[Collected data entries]
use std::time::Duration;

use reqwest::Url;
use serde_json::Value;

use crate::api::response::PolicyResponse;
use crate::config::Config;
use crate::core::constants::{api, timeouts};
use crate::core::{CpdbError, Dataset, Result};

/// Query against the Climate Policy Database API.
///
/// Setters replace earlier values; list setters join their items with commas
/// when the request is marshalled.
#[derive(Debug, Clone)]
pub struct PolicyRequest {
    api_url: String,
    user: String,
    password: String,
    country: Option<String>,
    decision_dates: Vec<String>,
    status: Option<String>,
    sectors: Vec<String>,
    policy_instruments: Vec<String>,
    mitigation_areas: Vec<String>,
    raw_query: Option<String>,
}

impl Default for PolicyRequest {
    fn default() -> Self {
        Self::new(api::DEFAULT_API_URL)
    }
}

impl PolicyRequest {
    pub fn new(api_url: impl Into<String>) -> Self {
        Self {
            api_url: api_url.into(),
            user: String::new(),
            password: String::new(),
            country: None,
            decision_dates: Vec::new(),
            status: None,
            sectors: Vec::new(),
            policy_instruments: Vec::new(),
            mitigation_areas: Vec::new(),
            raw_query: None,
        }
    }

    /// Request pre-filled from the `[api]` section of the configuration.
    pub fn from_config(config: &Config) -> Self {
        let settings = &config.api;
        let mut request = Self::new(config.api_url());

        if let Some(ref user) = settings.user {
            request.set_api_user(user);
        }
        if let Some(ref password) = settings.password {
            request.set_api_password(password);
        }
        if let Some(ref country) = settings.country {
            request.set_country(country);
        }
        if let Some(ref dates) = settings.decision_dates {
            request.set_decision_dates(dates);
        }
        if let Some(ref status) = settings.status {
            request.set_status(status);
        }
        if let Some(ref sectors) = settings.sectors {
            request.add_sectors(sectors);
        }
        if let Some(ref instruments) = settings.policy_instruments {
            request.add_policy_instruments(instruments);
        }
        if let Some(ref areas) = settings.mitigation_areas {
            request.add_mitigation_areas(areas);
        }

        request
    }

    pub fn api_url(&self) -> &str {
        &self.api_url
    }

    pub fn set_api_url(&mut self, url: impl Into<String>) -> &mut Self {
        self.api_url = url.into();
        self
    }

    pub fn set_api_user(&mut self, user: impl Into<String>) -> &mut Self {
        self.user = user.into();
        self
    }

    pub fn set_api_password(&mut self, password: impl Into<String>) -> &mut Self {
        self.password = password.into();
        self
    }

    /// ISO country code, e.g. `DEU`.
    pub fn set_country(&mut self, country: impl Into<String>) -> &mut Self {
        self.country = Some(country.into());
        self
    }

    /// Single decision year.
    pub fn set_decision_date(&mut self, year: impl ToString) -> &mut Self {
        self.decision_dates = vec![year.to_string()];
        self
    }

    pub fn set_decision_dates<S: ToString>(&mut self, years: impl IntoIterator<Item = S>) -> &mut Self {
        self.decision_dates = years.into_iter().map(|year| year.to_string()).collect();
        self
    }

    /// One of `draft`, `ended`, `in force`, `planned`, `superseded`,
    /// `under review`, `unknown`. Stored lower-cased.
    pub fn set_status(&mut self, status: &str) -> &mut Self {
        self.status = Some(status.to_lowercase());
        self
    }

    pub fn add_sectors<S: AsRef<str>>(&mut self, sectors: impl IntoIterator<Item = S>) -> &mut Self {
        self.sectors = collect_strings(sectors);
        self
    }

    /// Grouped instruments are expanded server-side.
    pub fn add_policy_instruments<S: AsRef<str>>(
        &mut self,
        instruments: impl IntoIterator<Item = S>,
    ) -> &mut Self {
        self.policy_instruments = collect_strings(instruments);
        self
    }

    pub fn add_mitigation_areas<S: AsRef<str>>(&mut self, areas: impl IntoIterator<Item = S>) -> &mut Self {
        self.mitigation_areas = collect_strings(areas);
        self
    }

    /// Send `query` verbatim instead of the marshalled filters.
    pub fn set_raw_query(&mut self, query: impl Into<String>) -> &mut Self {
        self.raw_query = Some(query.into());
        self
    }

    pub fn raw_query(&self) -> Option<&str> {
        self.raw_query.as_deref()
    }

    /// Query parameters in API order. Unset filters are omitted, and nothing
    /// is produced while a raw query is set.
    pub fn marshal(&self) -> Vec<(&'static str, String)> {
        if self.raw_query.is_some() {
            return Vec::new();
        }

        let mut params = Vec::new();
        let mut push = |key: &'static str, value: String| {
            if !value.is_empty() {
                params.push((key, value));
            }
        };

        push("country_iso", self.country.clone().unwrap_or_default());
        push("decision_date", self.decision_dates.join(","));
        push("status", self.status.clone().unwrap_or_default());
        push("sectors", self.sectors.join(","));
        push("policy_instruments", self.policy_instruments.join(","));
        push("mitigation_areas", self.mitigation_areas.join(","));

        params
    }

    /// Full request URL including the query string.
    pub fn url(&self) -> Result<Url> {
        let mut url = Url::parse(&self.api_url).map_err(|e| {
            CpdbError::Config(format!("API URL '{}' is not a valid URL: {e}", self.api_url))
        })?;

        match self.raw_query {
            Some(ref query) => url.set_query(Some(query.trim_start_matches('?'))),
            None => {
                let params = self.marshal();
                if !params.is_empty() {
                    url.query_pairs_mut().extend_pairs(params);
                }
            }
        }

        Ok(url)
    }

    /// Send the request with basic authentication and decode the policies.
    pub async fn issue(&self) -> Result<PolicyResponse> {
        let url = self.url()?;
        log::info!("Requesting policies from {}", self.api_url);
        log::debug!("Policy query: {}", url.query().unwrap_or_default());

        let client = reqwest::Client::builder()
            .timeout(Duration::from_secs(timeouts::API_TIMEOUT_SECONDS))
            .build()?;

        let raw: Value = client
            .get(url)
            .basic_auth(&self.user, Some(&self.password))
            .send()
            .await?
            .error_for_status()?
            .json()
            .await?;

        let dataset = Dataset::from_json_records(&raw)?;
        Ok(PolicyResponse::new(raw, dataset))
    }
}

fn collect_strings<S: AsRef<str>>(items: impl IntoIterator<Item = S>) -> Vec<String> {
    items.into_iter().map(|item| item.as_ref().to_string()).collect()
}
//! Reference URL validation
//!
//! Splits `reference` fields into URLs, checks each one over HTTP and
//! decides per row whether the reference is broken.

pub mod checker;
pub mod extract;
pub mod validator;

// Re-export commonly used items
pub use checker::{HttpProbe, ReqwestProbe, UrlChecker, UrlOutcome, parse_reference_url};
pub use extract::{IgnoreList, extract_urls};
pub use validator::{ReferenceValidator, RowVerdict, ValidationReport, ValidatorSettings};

* **ACTION ITEM**: Lines above that have "params": copy each of them.

* **OUTPUT BELOW**:
        let mut params = Vec::new();
                params.push((key, value));
        params
                let params = self.marshal();
                if !params.is_empty() {
                    url.query_pairs_mut().extend_pairs(params);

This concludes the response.